Minggu petang 8 Desember 2013, menjelang pukul 17.00. Direktur
Utama PT Kereta Api (Persero) Ignasius Jonan menelepon Rono
Pradipto, Direktur Keselamatan dan Keamanan. Tidak seperti biasanya
telepon Rono tidak aktif. Berulang kali Jonan menelepon, tidak ada respon.
Tidak ada soal penting yang hendak
disampaikan Jonan. Ia menelepon sekadar menuruti firasat hatinya. Entah mengapa
sore itu Jonan merasa sesuatu akan terjadi. Ia menelepon Rono untuk memastikan
semua sistem dan perangkat penunjang keselamatan perjalanan kereta api di
seluruh jalur dan lintasan bekerja dengan baik.
Senin siang 9 Desember, Bandara Kualanamu
Medan. Jarum jam sudah bergesermendekati pukul 11.45 WIB. Jonan yang baru
keluar dari pesawat Garuda Indonesia bergegas mengaktifkan telepon selulernya.
Ekspresinya berubah serius. Sejumlah panggilan dari pimpinan KAI dan PT KAI
Commuter Jakarta (KCJ), sejumlah sms dan bbm, masuk ketika ponselnya tidak
aktif selama penerbangan hampir dua setengah jam.
Laporan masuk: terjadi kecelakaan di
perlintasan kereta api Jln. Bintaro Permai, Pesanggrahan, Jakarta Selatan.
pukul 11.25. Kereta Commuter Line 1131 jurusan Serpong-Tanah Abang menabrak
truk tangki Pertamina. Ada korban tewas dan puluhan korban luka-luka.
Spontan Jonan menghubungi pusat kendali operasi
KAI di Stasiun Manggarai Jakarta. Dia minta laporan terbaru dari lokasi
kecelakaan. Orang pertama yang ia beri tahu kejadian itu adalah Wakil Menteri
Perhubungan Bambang Susantono.
Jonan bersama Direktur Prasarana KAI Candra
Purnama berada di Medan untuk mendampingi Bambang Susantono
meninjau Kereta Api Bandara Kualanamu.
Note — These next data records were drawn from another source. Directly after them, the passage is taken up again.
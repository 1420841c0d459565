//! Hashing and uploading of a single part.

use std::future::Future;

use tracing::{debug, warn};

use crate::backend::{ByteRange, VaultBackend};
use crate::chunker::Part;
use crate::config::RetryPolicy;
use crate::error::{
    ChecksumMismatchError, ChecksumScope, PartFailure, PartUploadError, ServiceError,
};
use crate::treehash::{self, TreeHash};

/// A successfully uploaded part.
#[derive(Debug, Clone, PartialEq, Eq)]
pub struct UploadedPart {
    pub index: usize,
    pub range: ByteRange,
    /// The tree hash that was sent along with the part bytes.
    pub tree_hash: TreeHash,
    pub attempts: u32,
}

/// Runs `op` until it succeeds, fails with a non-retryable error, or the
/// policy runs out of attempts.
///
/// Returns the outcome together with the number of attempts made.
pub(crate) async fn with_retry<T, F, Fut>(
    policy: &RetryPolicy,
    operation: &str,
    mut op: F,
) -> (Result<T, ServiceError>, u32)
where
    F: FnMut() -> Fut,
    Fut: Future<Output = Result<T, ServiceError>>,
{
    let mut attempt = 0;
    loop {
        attempt += 1;
        match op().await {
            Ok(value) => return (Ok(value), attempt),
            Err(err) if err.retryable && attempt < policy.max_attempts => {
                let delay = policy.delay_for_attempt(attempt);
                warn!(operation, attempt, error = %err, ?delay, "retrying after service error");
                tokio::time::sleep(delay).await;
            }
            Err(err) => return (Err(err), attempt),
        }
    }
}

/// Hashes `part` and uploads it along with its tree hash.
///
/// Retryable service errors are retried according to `policy`. The checksum
/// the service reports back has to match the one we computed.
pub async fn upload_part<B: VaultBackend + ?Sized>(
    backend: &B,
    upload_id: &str,
    vault: &str,
    part: Part,
    policy: &RetryPolicy,
) -> Result<UploadedPart, PartUploadError> {
    let Part { index, range, data } = part;

    let tree_hash = treehash::tree_hash(&data).map_err(|err| PartUploadError {
        range,
        attempts: 0,
        tree_hash: None,
        cause: err.into(),
    })?;
    debug!(upload_id, part = index, %range, %tree_hash, "hashed part");

    let (result, attempts) = with_retry(policy, "upload part", || {
        backend.upload_part(upload_id, vault, range, tree_hash, &data)
    })
    .await;
    let fail = |cause: PartFailure| PartUploadError {
        range,
        attempts,
        tree_hash: Some(tree_hash),
        cause,
    };

    let checksum = result.map_err(|err| fail(err.into()))?;
    if checksum != tree_hash {
        return Err(fail(
            ChecksumMismatchError {
                scope: ChecksumScope::Part(range),
                expected: tree_hash,
                actual: checksum,
            }
            .into(),
        ));
    }
    debug!(upload_id, part = index, content_range = %range.content_range(), attempts, "uploaded part");

    Ok(UploadedPart {
        index,
        range,
        tree_hash,
        attempts,
    })
}
//! Transport and platform error types

use std::time::Duration;

use serde::Deserialize;
use serde_json::Value;

use super::classify::ErrorCategory;
use super::codes::PlatformErrorCode;

/// A parseable platform response that reports failure.
#[derive(Debug, Clone, PartialEq, Eq)]
pub struct PlatformError {
    pub code: PlatformErrorCode,
    pub status: String,
    pub message: String,
    /// URL of the request that produced the error
    pub endpoint: String,
}

/// Raw failure of a single pipeline call.
#[derive(Debug, Clone, thiserror::Error)]
pub enum ApiError {
    /// The request was abandoned by the timeout stage.
    #[error("request to {url} timed out after {timeout:?}")]
    Timeout { url: String, timeout: Duration },

    /// Transport-level failure before any response arrived.
    #[error("network request failed: {0}")]
    Network(String),

    #[error("could not parse response body: {0}")]
    Parse(String),

    /// Status outside [200, 400). `-1` marks a response that never arrived.
    #[error("HTTP {status} {status_text}")]
    HttpStatus { status: i32, status_text: String },

    #[error("{} ({}: {}) for {}", .0.message, .0.code, .0.status, .0.endpoint)]
    Platform(PlatformError),

    /// Credentials are unusable; the user has to log in again.
    #[error("fatal token error: {0}")]
    FatalToken(String),

    #[error("{0}")]
    Internal(String),
}

impl ApiError {
    pub fn platform_code(&self) -> Option<PlatformErrorCode> {
        match self {
            ApiError::Platform(e) => Some(e.code),
            _ => None,
        }
    }
}

/// A pipeline failure together with its user-facing category.
#[derive(Debug, Clone, thiserror::Error)]
#[error("{category}: {source}")]
pub struct ServiceError {
    pub category: ErrorCategory,
    #[source]
    pub source: ApiError,
}

#[derive(Debug, Deserialize)]
struct PlatformEnvelope {
    #[serde(rename = "ErrorCode")]
    error_code: PlatformErrorCode,
    #[serde(rename = "ErrorStatus", default)]
    error_status: Option<String>,
    #[serde(rename = "Message", default)]
    message: Option<String>,
}

#[derive(Debug, Deserialize)]
struct OAuthErrorBody {
    #[allow(dead_code)]
    error: Value,
    error_description: String,
}

/// Recognized failure shapes of a decoded response body.
#[derive(Debug, Clone, PartialEq, Eq)]
pub enum ErrorPayload {
    /// `{ErrorCode, ErrorStatus, Message}` with a non-success code.
    Platform {
        code: PlatformErrorCode,
        status: String,
        message: String,
    },
    /// `{error, error_description}`, returned during maintenance.
    OAuth { description: String },
}

impl ErrorPayload {
    /// Decode `body` into one of the known failure shapes.
    ///
    /// Anything else, including successful envelopes, is `None`.
    pub fn detect(body: &Value) -> Option<Self> {
        if !body.is_object() {
            return None;
        }

        if let Ok(oauth) = OAuthErrorBody::deserialize(body) {
            if !oauth.error_description.is_empty() {
                return Some(ErrorPayload::OAuth {
                    description: oauth.error_description,
                });
            }
        }

        match PlatformEnvelope::deserialize(body) {
            Ok(env) if env.error_code != PlatformErrorCode::SUCCESS => Some(ErrorPayload::Platform {
                code: env.error_code,
                status: env.error_status.unwrap_or_default(),
                message: env.message.unwrap_or_default(),
            }),
            _ => None,
        }
    }

    pub fn into_error(self, endpoint: &str) -> PlatformError {
        match self {
            ErrorPayload::Platform {
                code,
                status,
                message,
            } => PlatformError {
                code,
                status,
                message,
                endpoint: endpoint.to_string(),
            },
            ErrorPayload::OAuth { description } => PlatformError {
                code: PlatformErrorCode::DESTINY_UNEXPECTED_ERROR,
                status: description.clone(),
                message: description,
                endpoint: endpoint.to_string(),
            },
        }
    }
}
//! Request pipeline
//!
//! An ordered list of [`Middleware`] stages in front of a terminal
//! [`Endpoint`]. Each stage receives the request and a [`Next`] handle for
//! the rest of the chain. Stages are composed once at startup; the first
//! stage added is the outermost.

use std::sync::Arc;

use async_trait::async_trait;
use reqwest::Method;
use serde_json::Value;

use super::error::ApiError;

/// A platform API call before it is turned into HTTP.
#[derive(Debug, Clone)]
pub struct ApiRequest {
    pub method: Method,
    pub url: String,
    pub params: Vec<(String, String)>,
    pub body: Option<Value>,
}

impl ApiRequest {
    pub fn get(url: impl Into<String>) -> Self {
        Self {
            method: Method::GET,
            url: url.into(),
            params: Vec::new(),
            body: None,
        }
    }

    pub fn post(url: impl Into<String>, body: Value) -> Self {
        Self {
            method: Method::POST,
            url: url.into(),
            params: Vec::new(),
            body: Some(body),
        }
    }

    pub fn param(mut self, key: &str, value: impl Into<String>) -> Self {
        self.params.push((key.to_string(), value.into()));
        self
    }

    /// URL with the query string applied.
    pub fn full_url(&self) -> String {
        if self.params.is_empty() {
            return self.url.clone();
        }
        let query = url::form_urlencoded::Serializer::new(String::new())
            .extend_pairs(self.params.iter())
            .finish();
        format!("{}?{}", self.url, query)
    }
}

#[async_trait]
pub trait Middleware: Send + Sync {
    async fn handle(&self, request: ApiRequest, next: Next<'_>) -> Result<Value, ApiError>;
}

/// Terminal stage that actually performs the call.
#[async_trait]
pub trait Endpoint: Send + Sync {
    async fn call(&self, request: ApiRequest) -> Result<Value, ApiError>;
}

/// The remainder of the chain after the current stage.
#[derive(Clone, Copy)]
pub struct Next<'a> {
    stages: &'a [Arc<dyn Middleware>],
    endpoint: &'a dyn Endpoint,
}

impl<'a> Next<'a> {
    pub async fn run(self, request: ApiRequest) -> Result<Value, ApiError> {
        match self.stages.split_first() {
            Some((stage, rest)) => {
                let next = Next {
                    stages: rest,
                    endpoint: self.endpoint,
                };
                stage.handle(request, next).await
            }
            None => self.endpoint.call(request).await,
        }
    }
}

pub struct Pipeline {
    stages: Vec<Arc<dyn Middleware>>,
    endpoint: Arc<dyn Endpoint>,
}

impl Pipeline {
    pub fn new(endpoint: Arc<dyn Endpoint>) -> Self {
        Self {
            stages: Vec::new(),
            endpoint,
        }
    }

    /// Append a stage inside the ones already added.
    pub fn with_stage(mut self, stage: impl Middleware + 'static) -> Self {
        self.stages.push(Arc::new(stage));
        self
    }

    pub async fn send(&self, request: ApiRequest) -> Result<Value, ApiError> {
        Next {
            stages: &self.stages,
            endpoint: self.endpoint.as_ref(),
        }
        .run(request)
        .await
    }
}
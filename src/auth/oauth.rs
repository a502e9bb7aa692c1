//! Access token acquisition
//!
//! Three ways in: ambient (reuse what is stored, refreshing when the
//! access token has lapsed), an explicit authorization code, or an
//! explicit refresh token. Every successful exchange replaces the stored
//! record wholesale. No retries happen here.

use std::sync::Arc;

use super::error::TokenError;
use super::exchange::{ExchangeGrant, TokenExchange, TokenResponse};
use super::tokens::{Clock, SystemClock, Token, TokenKind, TokenSet, TokenStore};

/// How the caller wants a token obtained.
#[derive(Debug, Clone, PartialEq, Eq)]
pub enum Grant {
    /// Use stored credentials only.
    Ambient,
    /// Trade an authorization code, ignoring anything stored.
    Code(String),
    /// Trade a specific refresh token.
    RefreshToken(String),
}

impl Grant {
    /// Build an explicit grant from optional caller inputs.
    ///
    /// Exactly one of the two must be present.
    pub fn from_parts(code: Option<String>, refresh_token: Option<String>) -> Result<Self, TokenError> {
        match (code, refresh_token) {
            (Some(_), Some(_)) => Err(TokenError::ConflictingGrant),
            (Some(code), None) if !code.is_empty() => Ok(Grant::Code(code)),
            (None, Some(token)) if !token.is_empty() => Ok(Grant::RefreshToken(token)),
            _ => Err(TokenError::MissingGrant),
        }
    }
}

/// Build the stored record from an exchange response.
///
/// Both tokens share one inception instant.
pub fn tokens_from_response(resp: TokenResponse, inception: i64) -> Result<TokenSet, TokenError> {
    let access = resp
        .access_token
        .ok_or_else(|| TokenError::MalformedResponse("no access_token".to_string()))?;

    let refresh_token = resp
        .refresh_token
        .map(|value| Token::new(value, resp.refresh_expires_in, TokenKind::Refresh, inception));

    Ok(TokenSet {
        bungie_membership_id: resp.membership_id,
        access_token: Some(Token::new(access, resp.expires_in, TokenKind::Access, inception)),
        refresh_token,
    })
}

/// Obtains valid bearer credentials against an injected store.
pub struct TokenAcquirer {
    store: Arc<dyn TokenStore>,
    exchange: Arc<dyn TokenExchange>,
    clock: Arc<dyn Clock>,
    // Concurrent ambient callers share one refresh.
    refresh_lock: tokio::sync::Mutex<()>,
}

impl TokenAcquirer {
    pub fn new(store: Arc<dyn TokenStore>, exchange: Arc<dyn TokenExchange>) -> Self {
        Self::with_clock(store, exchange, Arc::new(SystemClock))
    }

    pub fn with_clock(
        store: Arc<dyn TokenStore>,
        exchange: Arc<dyn TokenExchange>,
        clock: Arc<dyn Clock>,
    ) -> Self {
        Self {
            store,
            exchange,
            clock,
            refresh_lock: tokio::sync::Mutex::new(()),
        }
    }

    pub fn store(&self) -> &Arc<dyn TokenStore> {
        &self.store
    }

    pub fn now_millis(&self) -> i64 {
        self.clock.now_millis()
    }

    pub async fn acquire(&self, grant: Grant) -> Result<TokenSet, TokenError> {
        match grant {
            Grant::Ambient => self.acquire_ambient().await,
            Grant::Code(code) => self.exchange_and_store(ExchangeGrant::Code(&code)).await,
            Grant::RefreshToken(token) => {
                self.exchange_and_store(ExchangeGrant::RefreshToken(&token))
                    .await
            }
        }
    }

    /// Ambient acquisition, returning the access token to send.
    pub async fn access_token(&self) -> Result<Token, TokenError> {
        self.acquire_ambient()
            .await?
            .access_token
            .ok_or_else(|| TokenError::MalformedResponse("no access token after acquisition".into()))
    }

    fn valid_stored(&self) -> Option<TokenSet> {
        let tokens = self.store.get_token()?;
        let now = self.clock.now_millis();
        match &tokens.access_token {
            Some(access) if !access.has_expired_at(now) => Some(tokens),
            _ => None,
        }
    }

    async fn acquire_ambient(&self) -> Result<TokenSet, TokenError> {
        if let Some(tokens) = self.valid_stored() {
            tracing::debug!("Stored access token is valid");
            return Ok(tokens);
        }

        let _guard = self.refresh_lock.lock().await;
        // Someone else may have refreshed while we waited
        if let Some(tokens) = self.valid_stored() {
            tracing::debug!("Access token refreshed by a concurrent caller");
            return Ok(tokens);
        }

        let refresh = self
            .store
            .get_token()
            .and_then(|t| t.refresh_token)
            .ok_or(TokenError::NoRefreshToken)?;
        if refresh.has_expired_at(self.clock.now_millis()) {
            return Err(TokenError::RefreshTokenExpired);
        }

        tracing::info!("Access token missing or expired, refreshing...");
        self.exchange_and_store(ExchangeGrant::RefreshToken(&refresh.value))
            .await
    }

    async fn exchange_and_store(&self, grant: ExchangeGrant<'_>) -> Result<TokenSet, TokenError> {
        let resp = self.exchange.exchange(grant).await?;
        let tokens = tokens_from_response(resp, self.clock.now_millis())?;
        self.store.set_token(tokens.clone())?;
        tracing::info!(
            membership_id = %tokens.bungie_membership_id,
            "Stored new access token"
        );
        Ok(tokens)
    }
}

#[cfg(test)]
pub(crate) mod test_support {
    use std::collections::VecDeque;
    use std::sync::Mutex;

    use async_trait::async_trait;

    use super::*;

    /// Exchange that replays scripted outcomes and records every grant.
    #[derive(Default)]
    pub struct ScriptedExchange {
        pub calls: Mutex<Vec<String>>,
        outcomes: Mutex<VecDeque<Result<TokenResponse, TokenError>>>,
        delay: Option<std::time::Duration>,
    }

    impl ScriptedExchange {
        pub fn new() -> Self {
            Self::default()
        }

        pub fn with_delay(delay: std::time::Duration) -> Self {
            Self {
                delay: Some(delay),
                ..Self::default()
            }
        }

        pub fn push(&self, outcome: Result<TokenResponse, TokenError>) {
            self.outcomes.lock().unwrap().push_back(outcome);
        }

        pub fn call_count(&self) -> usize {
            self.calls.lock().unwrap().len()
        }
    }

    pub fn response(access: &str) -> TokenResponse {
        TokenResponse {
            access_token: Some(access.to_string()),
            expires_in: 3600,
            membership_id: "4611686018".to_string(),
            refresh_token: Some(format!("{}-refresh", access)),
            refresh_expires_in: 7_776_000,
        }
    }

    #[async_trait]
    impl TokenExchange for ScriptedExchange {
        async fn exchange(&self, grant: ExchangeGrant<'_>) -> Result<TokenResponse, TokenError> {
            let label = match grant {
                ExchangeGrant::Code(c) => format!("code:{}", c),
                ExchangeGrant::RefreshToken(r) => format!("refresh:{}", r),
            };
            self.calls.lock().unwrap().push(label);
            if let Some(delay) = self.delay {
                tokio::time::sleep(delay).await;
            }
            let next = self.outcomes.lock().unwrap().pop_front();
            next.unwrap_or_else(|| Ok(response("fresh")))
        }
    }
}

#[cfg(test)]
mod tests {
    use super::test_support::{response, ScriptedExchange};
    use super::*;
    use crate::auth::tokens::test_support::{token_set, FixedClock};
    use crate::auth::tokens::MemoryTokenStore;
    use tokio_test::{assert_err, assert_ok};

    const NOW: i64 = 1_700_000_000_000;

    fn acquirer(
        store: Arc<MemoryTokenStore>,
        exchange: Arc<ScriptedExchange>,
    ) -> TokenAcquirer {
        TokenAcquirer::with_clock(store, exchange, Arc::new(FixedClock(NOW)))
    }

    #[test]
    fn test_grant_from_parts() {
        assert_eq!(
            Grant::from_parts(Some("c".into()), None).unwrap(),
            Grant::Code("c".into())
        );
        assert_eq!(
            Grant::from_parts(None, Some("r".into())).unwrap(),
            Grant::RefreshToken("r".into())
        );
        assert!(matches!(
            Grant::from_parts(Some("c".into()), Some("r".into())),
            Err(TokenError::ConflictingGrant)
        ));
        assert!(matches!(Grant::from_parts(None, None), Err(TokenError::MissingGrant)));
        assert!(matches!(
            Grant::from_parts(Some(String::new()), None),
            Err(TokenError::MissingGrant)
        ));
    }

    #[tokio::test]
    async fn test_conflicting_grant_makes_no_network_call() {
        let exchange = Arc::new(ScriptedExchange::new());
        let store = Arc::new(MemoryTokenStore::new());
        let acq = acquirer(store.clone(), exchange.clone());

        let result = match Grant::from_parts(Some("c".into()), Some("r".into())) {
            Ok(grant) => acq.acquire(grant).await.map(|_| ()),
            Err(e) => Err(e),
        };
        assert!(matches!(result, Err(TokenError::ConflictingGrant)));
        assert_eq!(exchange.call_count(), 0);
        assert!(store.get_token().is_none());
    }

    #[tokio::test]
    async fn test_valid_cached_token_makes_no_network_call() {
        let exchange = Arc::new(ScriptedExchange::new());
        let store = Arc::new(MemoryTokenStore::with_tokens(token_set(false, false, NOW)));
        let acq = acquirer(store, exchange.clone());

        let token = assert_ok!(acq.access_token().await);
        assert_eq!(token.value, "access-1");
        assert_eq!(exchange.call_count(), 0);
    }

    #[tokio::test]
    async fn test_expired_access_refreshes_once_and_updates_store() {
        let exchange = Arc::new(ScriptedExchange::new());
        exchange.push(Ok(response("second")));
        let store = Arc::new(MemoryTokenStore::with_tokens(token_set(true, false, NOW)));
        let acq = acquirer(store.clone(), exchange.clone());

        let token = assert_ok!(acq.access_token().await);
        assert_eq!(token.value, "second");
        assert_eq!(token.inception, NOW);
        assert_eq!(*exchange.calls.lock().unwrap(), vec!["refresh:refresh-1".to_string()]);

        let stored = store.get_token().unwrap();
        assert_eq!(stored.access_token.unwrap().value, "second");
        assert_eq!(stored.refresh_token.unwrap().value, "second-refresh");
    }

    #[tokio::test]
    async fn test_missing_access_token_uses_refresh() {
        let exchange = Arc::new(ScriptedExchange::new());
        let store = Arc::new(MemoryTokenStore::with_tokens(token_set(false, false, NOW)));
        store.remove_access_token().unwrap();
        let acq = acquirer(store, exchange.clone());

        assert_ok!(acq.acquire(Grant::Ambient).await);
        assert_eq!(exchange.call_count(), 1);
    }

    #[tokio::test]
    async fn test_no_stored_tokens_is_fatal() {
        let exchange = Arc::new(ScriptedExchange::new());
        let acq = acquirer(Arc::new(MemoryTokenStore::new()), exchange.clone());

        let err = assert_err!(acq.acquire(Grant::Ambient).await);
        assert!(matches!(err, TokenError::NoRefreshToken));
        assert!(err.is_fatal());
        assert_eq!(exchange.call_count(), 0);
    }

    #[tokio::test]
    async fn test_expired_refresh_token_is_fatal() {
        let exchange = Arc::new(ScriptedExchange::new());
        let store = Arc::new(MemoryTokenStore::with_tokens(token_set(true, true, NOW)));
        let acq = acquirer(store, exchange.clone());

        let err = assert_err!(acq.acquire(Grant::Ambient).await);
        assert!(matches!(err, TokenError::RefreshTokenExpired));
        assert_eq!(exchange.call_count(), 0);
    }

    #[tokio::test]
    async fn test_code_grant_ignores_cached_state() {
        let exchange = Arc::new(ScriptedExchange::new());
        exchange.push(Ok(TokenResponse {
            refresh_token: None,
            ..response("by-code")
        }));
        let store = Arc::new(MemoryTokenStore::with_tokens(token_set(false, false, NOW)));
        let acq = acquirer(store.clone(), exchange.clone());

        let tokens = assert_ok!(acq.acquire(Grant::Code("xyz".into())).await);
        assert_eq!(*exchange.calls.lock().unwrap(), vec!["code:xyz".to_string()]);
        // Full replacement: the old refresh token does not survive
        assert!(tokens.refresh_token.is_none());
        assert_eq!(store.get_token().unwrap(), tokens);
    }

    #[tokio::test]
    async fn test_exchange_failure_propagates_unchanged() {
        let exchange = Arc::new(ScriptedExchange::new());
        exchange.push(Err(TokenError::Network("connection reset".into())));
        let store = Arc::new(MemoryTokenStore::with_tokens(token_set(true, false, NOW)));
        let acq = acquirer(store.clone(), exchange.clone());

        let err = assert_err!(acq.acquire(Grant::Ambient).await);
        assert!(matches!(err, TokenError::Network(ref m) if m == "connection reset"));
        // Store untouched on failure
        assert_eq!(store.get_token().unwrap().access_token.unwrap().value, "access-1");
        assert_eq!(exchange.call_count(), 1);
    }

    #[tokio::test]
    async fn test_concurrent_ambient_callers_share_refresh() {
        let exchange = Arc::new(ScriptedExchange::with_delay(std::time::Duration::from_millis(20)));
        let store = Arc::new(MemoryTokenStore::with_tokens(token_set(true, false, NOW)));
        let acq = Arc::new(acquirer(store, exchange.clone()));

        let (a, b) = tokio::join!(acq.access_token(), acq.access_token());
        assert_eq!(a.unwrap().value, "fresh");
        assert_eq!(b.unwrap().value, "fresh");
        assert_eq!(exchange.call_count(), 1);
    }

    #[test]
    fn test_tokens_from_response_shares_inception() {
        let tokens = tokens_from_response(response("a"), 99).unwrap();
        let access = tokens.access_token.unwrap();
        let refresh = tokens.refresh_token.unwrap();
        assert_eq!(access.inception, 99);
        assert_eq!(refresh.inception, 99);
        assert_eq!(access.name, TokenKind::Access);
        assert_eq!(refresh.name, TokenKind::Refresh);
        assert_eq!(refresh.expires, 7_776_000);
    }
}
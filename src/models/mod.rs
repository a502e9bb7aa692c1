//! Data models for platform entities

mod account;
mod profile;

pub use account::*;
pub use profile::*;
Sudah sejak 14 November 2013 Airport
Railink Services (ARS) beroperasi full service berstandar
internasional, setelah rangkaian KA dari Korea Selatan lulus uji sertifikasi.
Rencananya, selepas mendampingi Wamenhub
Jonan menyampaikan briefing ke jajaran Daerah Operasi 1, lalu
meluncur ke TB Gramedia Sun Plaza Medan untuk jadi nara sumber bincang buku Jonan & Evolusi
Kereta Api Indonesia, pukul 16.30-18.00. Ia dijadwalkan terbang
kembali ke Jakarta dengan flight terakhir Garuda pukul 20.50 Wib.
Untuk kepentingan bincang buku itulah saya
ikut ke Medan, di samping ingin melihat dari dekat perkembangan ARS.
Menyusul kabar kecelakaan hebat itu, Jonan
menyampaikan keinginan untuk langsung kembali ke Jakarta. Namun karena harus
mendampingi Wamenhub, keinginan itu diurungkan.
Sekitar dua jam Wamenhub merasakan dan
melihat dari dekat KA Bandara Kualanamu. Meninjau Stasiun Besar Medan, lalu
kembali menggunakan KA ke Kualanamu International Airport.
Jonan berusaha kembali ke Jakarta secepatnya
dengan penerbangan terdekat. Ada beberapa penerbangan non-Garuda. Tapi semuanya
sudah penuh, dan tidak ada jaminan on time. Akhirnya Jonan
mendapat seat di GA 191 pukul 16.25.
Waktu menunggu dimanfaatkan Jonan untuk
memantau dan mengendalikan penanganan kecelakaan Bintaro. Lounge Stasiun KA Bandara pun berubah menjadi
pusat komando. Tidak sejenak pun telepon selularnya jeda menerima panggilan
atau mengirim pangggilan, menerima sms dan bbm, atau mengirim sms dan bbm.
Ia melapor kepada para pejabat Kemenhub dan
Kementerian BUMN, menjawab pertanyaan anggota DPR, dan merespon permintaan
wawancara. Candra Purnama dan Humas KAI Sugeng Priyono tak kalah sibuk.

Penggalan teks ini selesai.